The prognostic and predictive values of the BCI have been validated in other large, randomized studies and in patients with both node-negative and node-positive disease.39,55 The predictive value of the endocrine-response biomarker, the H/I ratio, has been demonstrated in randomized studies. In the MA.17 trial, a high H/I ratio was associated with increased risk for late recurrence in the absence of letrozole. However, extended endocrine therapy with letrozole in patients with high H/I ratios predicted benefit from therapy and decreased the probability of late disease recurrence.56 BCI was also compared to IHC4 and the 21-gene recurrence score in the TransATAC study and was the only test to show prognostic significance for both early (0–5 years) and late (5–10 year) recurrence.40
The impact of the BCI results on physicians’ recommendations for extended endocrine therapy was assessed by a prospective study. This study showed that the test result had a significant effect on both physician treatment recommendation and patient satisfaction. BCI testing resulted in a change in physician recommendations for extended endocrine therapy, with an overall decrease in recommendations for extended endocrine therapy from 74% to 54%. Knowledge of the test result also led to improved patient satisfaction and decreased anxiety.57
Due to the risk for late recurrence, extended endocrine therapy is being recommended for many patients with HR-positive breast cancers. Multiple genomic assays are being developed to better understand an individual’s risk for late recurrence and the potential for benefit from extended endocrine therapies. However, none of the assays has been validated in prospective randomized studies. Further validation is needed prior to routine use of these assays.
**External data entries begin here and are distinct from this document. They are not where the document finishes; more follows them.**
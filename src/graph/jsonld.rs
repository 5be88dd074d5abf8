//! Flattening loader for JSON-LD-shaped codemeta documents.
//!
//! This is deliberately not a JSON-LD processor: compact keys are expanded
//! through a fixed context table (codemeta terms map to the codemeta
//! namespace, everything else defaults to schema.org, matching the codemeta
//! context) and nested nodes become anonymous subjects. `@list` arrays and
//! plain arrays are both flattened in declaration order, which is what gives
//! contributor ordinals their meaning downstream.

use std::fs;
use std::path::Path;

use serde_json::Value;

use crate::common::error::{Result, SyncError};
use crate::graph::{MetadataGraph, Term, CODEMETA, OWL_SAME_AS, RDF_TYPE, SDO, SOFTWARE_TYPES, TRL};

/// Keys that live in the codemeta namespace rather than schema.org.
const CODEMETA_TERMS: &[&str] = &[
    "developmentStatus",
    "issueTracker",
    "readme",
    "continuousIntegration",
    "referencePublication",
    "buildInstructions",
];

/// Terms whose string values the codemeta/schema.org context types as `@id`.
/// Strings under any other predicate stay literals even when they look like
/// URLs (a keyword may legitimately be one).
const IRI_VALUED_TERMS: &[&str] = &[
    "url",
    "sameAs",
    "identifier",
    "license",
    "codeRepository",
    "developmentStatus",
    "issueTracker",
    "readme",
    "continuousIntegration",
    "buildInstructions",
    "referencePublication",
    "downloadUrl",
    "installUrl",
    "releaseNotes",
    "softwareHelp",
    "thumbnailUrl",
    "applicationCategory",
    "inLanguage",
    "termsOfService",
];

fn is_iri_valued(predicate: &str) -> bool {
    let term = predicate.rsplit(['/', '#']).next().unwrap_or(predicate);
    IRI_VALUED_TERMS.contains(&term)
}

/// Prefixes accepted in compact IRIs.
const PREFIXES: &[(&str, &str)] = &[
    ("schema:", SDO),
    ("sdo:", SDO),
    ("codemeta:", CODEMETA),
    ("stype:", SOFTWARE_TYPES),
    ("trl:", TRL),
];

pub fn load_file(path: &Path) -> Result<MetadataGraph> {
    let content = fs::read_to_string(path)?;
    let doc: Value = serde_json::from_str(&content)?;
    load_value(&doc)
}

pub fn load_value(doc: &Value) -> Result<MetadataGraph> {
    let mut flattener = Flattener::default();
    match doc {
        Value::Object(map) => {
            if let Some(Value::Array(nodes)) = map.get("@graph") {
                for node in nodes {
                    flattener.node(node)?;
                }
            } else {
                flattener.node(doc)?;
            }
        }
        Value::Array(nodes) => {
            for node in nodes {
                flattener.node(node)?;
            }
        }
        _ => {
            return Err(SyncError::MissingField(
                "document root must be an object or an array of objects".to_string(),
            ))
        }
    }
    Ok(flattener.graph)
}

/// Expand a document key to a full predicate IRI.
fn expand_key(key: &str) -> String {
    expand_compact(key, true)
}

/// Expand an `@type` value or `@id` to a full IRI.
fn expand_type(value: &str) -> String {
    expand_compact(value, false)
}

fn expand_compact(term: &str, is_predicate: bool) -> String {
    if term.contains("://") {
        return term.to_string();
    }
    for (prefix, ns) in PREFIXES {
        if let Some(rest) = term.strip_prefix(prefix) {
            return format!("{ns}{rest}");
        }
    }
    if is_predicate && term == "sameAs" {
        return OWL_SAME_AS.to_string();
    }
    if CODEMETA_TERMS.contains(&term) {
        return format!("{CODEMETA}{term}");
    }
    format!("{SDO}{term}")
}

#[derive(Default)]
struct Flattener {
    graph: MetadataGraph,
    blank_counter: usize,
}

impl Flattener {
    /// Flatten one node object, returning the term that identifies it.
    fn node(&mut self, value: &Value) -> Result<Term> {
        let map = value.as_object().ok_or_else(|| {
            SyncError::MissingField("graph node must be a JSON object".to_string())
        })?;

        let subject = match map.get("@id").and_then(Value::as_str) {
            Some(id) => Term::iri(expand_type(id)),
            None => self.fresh_blank(),
        };

        for (key, val) in map {
            match key.as_str() {
                "@id" | "@context" => {}
                "@type" => {
                    for ty in as_values(val) {
                        if let Some(name) = ty.as_str() {
                            self.graph.insert(
                                subject.clone(),
                                RDF_TYPE,
                                Term::iri(expand_type(name)),
                            );
                        }
                    }
                }
                _ => {
                    let predicate = expand_key(key);
                    self.objects(&subject, &predicate, val)?;
                }
            }
        }
        Ok(subject)
    }

    /// Emit statements for one key's value(s), preserving declaration order.
    fn objects(&mut self, subject: &Term, predicate: &str, value: &Value) -> Result<()> {
        match value {
            Value::Array(items) => {
                for item in items {
                    self.objects(subject, predicate, item)?;
                }
            }
            Value::Object(map) => {
                if let Some(list) = map.get("@list") {
                    self.objects(subject, predicate, list)?;
                } else if let Some(v) = map.get("@value") {
                    self.graph.insert(
                        subject.clone(),
                        predicate,
                        Term::literal(scalar_to_string(v)),
                    );
                } else if map.len() == 1 && map.contains_key("@id") {
                    let id = map.get("@id").and_then(Value::as_str).unwrap_or_default();
                    self.graph
                        .insert(subject.clone(), predicate, Term::iri(expand_type(id)));
                } else {
                    let object = self.node(value)?;
                    self.graph.insert(subject.clone(), predicate, object);
                }
            }
            Value::String(s) => {
                let is_url = s.starts_with("http://") || s.starts_with("https://");
                let object = if is_url && is_iri_valued(predicate) {
                    Term::iri(s.clone())
                } else {
                    Term::literal(s.clone())
                };
                self.graph.insert(subject.clone(), predicate, object);
            }
            Value::Number(_) | Value::Bool(_) => {
                self.graph.insert(
                    subject.clone(),
                    predicate,
                    Term::literal(scalar_to_string(value)),
                );
            }
            Value::Null => {}
        }
        Ok(())
    }

    fn fresh_blank(&mut self) -> Term {
        self.blank_counter += 1;
        Term::Blank(format!("_:b{}", self.blank_counter))
    }
}

fn as_values(value: &Value) -> Vec<&Value> {
    match value {
        Value::Array(items) => items.iter().collect(),
        other => vec![other],
    }
}

fn scalar_to_string(value: &Value) -> String {
    match value {
        Value::String(s) => s.clone(),
        other => other.to_string(),
    }
}

#[cfg(test)]
mod tests {
    use super::*;
    use serde_json::json;

    #[test]
    fn test_load_simple_document() {
        let doc = json!({
            "@context": "https://w3id.org/codemeta/3.0",
            "@id": "https://example.org/frog",
            "@type": "SoftwareSourceCode",
            "name": "Frog",
            "codeRepository": "https://github.com/LanguageMachines/frog",
            "developmentStatus": "https://www.repostatus.org/#active"
        });

        let g = load_value(&doc).unwrap();
        let subjects = g.subjects_of_type(&format!("{SDO}SoftwareSourceCode"));
        assert_eq!(subjects.len(), 1);
        let s = &subjects[0];
        assert_eq!(g.value_str(s, &format!("{SDO}name")), Some("Frog"));
        assert!(g
            .value(s, &format!("{CODEMETA}developmentStatus"))
            .unwrap()
            .is_iri());
    }

    #[test]
    fn test_url_strings_are_iris_only_under_id_typed_predicates() {
        let doc = json!({
            "@id": "https://example.org/tool",
            "@type": "SoftwareSourceCode",
            "license": "https://spdx.org/licenses/MIT",
            "keywords": "https://example.org/topics/nlp"
        });

        let g = load_value(&doc).unwrap();
        let s = Term::iri("https://example.org/tool");
        assert!(g.value(&s, &format!("{SDO}license")).unwrap().is_iri());
        assert!(g.value(&s, &format!("{SDO}keywords")).unwrap().is_literal());
    }

    #[test]
    fn test_list_order_is_preserved() {
        let doc = json!({
            "@id": "https://example.org/tool",
            "@type": "SoftwareSourceCode",
            "author": { "@list": [
                { "name": "First Author" },
                { "name": "Second Author" }
            ]}
        });

        let g = load_value(&doc).unwrap();
        let s = Term::iri("https://example.org/tool");
        let authors: Vec<_> = g.objects(&s, &format!("{SDO}author")).collect();
        assert_eq!(authors.len(), 2);
        assert_eq!(
            g.value_str(authors[0], &format!("{SDO}name")),
            Some("First Author")
        );
        assert_eq!(
            g.value_str(authors[1], &format!("{SDO}name")),
            Some("Second Author")
        );
    }

    #[test]
    fn test_nested_node_and_same_as() {
        let doc = json!({
            "@id": "https://example.org/tool",
            "@type": "SoftwareSourceCode",
            "author": {
                "givenName": "Ada",
                "familyName": "Lovelace",
                "sameAs": "https://orcid.org/0000-0001-2345-6789"
            }
        });

        let g = load_value(&doc).unwrap();
        let s = Term::iri("https://example.org/tool");
        let author = g.value(&s, &format!("{SDO}author")).unwrap().clone();
        assert_eq!(g.value_str(&author, &format!("{SDO}givenName")), Some("Ada"));
        assert_eq!(
            g.value_str(&author, OWL_SAME_AS),
            Some("https://orcid.org/0000-0001-2345-6789")
        );
    }
}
A BCI test is done and the result shows 4.3% BCI low-risk category in years 5–10, which is consistent with a low likelihood of benefit from extended endocrine therapy. After discussing the results of the BCI test in the context of no survival benefit from extending AIs beyond 5 years, both the patient and her oncologist feel comfortable with discontinuing endocrine therapy at the end of 5 years.
Reduction in breast cancer mortality is mainly the result of improved systemic treatments. With advances in breast cancer screening tools in recent years, the rate of cancer detection has increased. This has raised concerns regarding overdiagnosis. To prevent unwanted toxicities associated with overtreatment, better treatment decision tools are needed. Several genomic assays are currently available and widely used to provide prognostic and predictive information and aid in decisions regarding appropriate use of adjuvant chemotherapy in HR-positive/HER2-negative early-stage breast cancer. Ongoing studies are refining the cutoffs for these assays and expanding the applicability to node-positive breast cancers. Furthermore, with several studies now showing benefit from the use of extended endocrine therapy, some of these assays may be able to identify the subset of patients who are at increased risk for late recurrence and who might benefit from extended endocrine therapy. Advances in molecular testing has enabled clinicians to offer more personalized treatments to their patients, improve patients’ compliance, and decrease anxiety and conflict associated with management decisions. Although small numbers of patients with HER2-positive and triple-negative breast cancers were also included in some of these studies, use of genomic assays in this subset of patients is very limited and currently not recommended.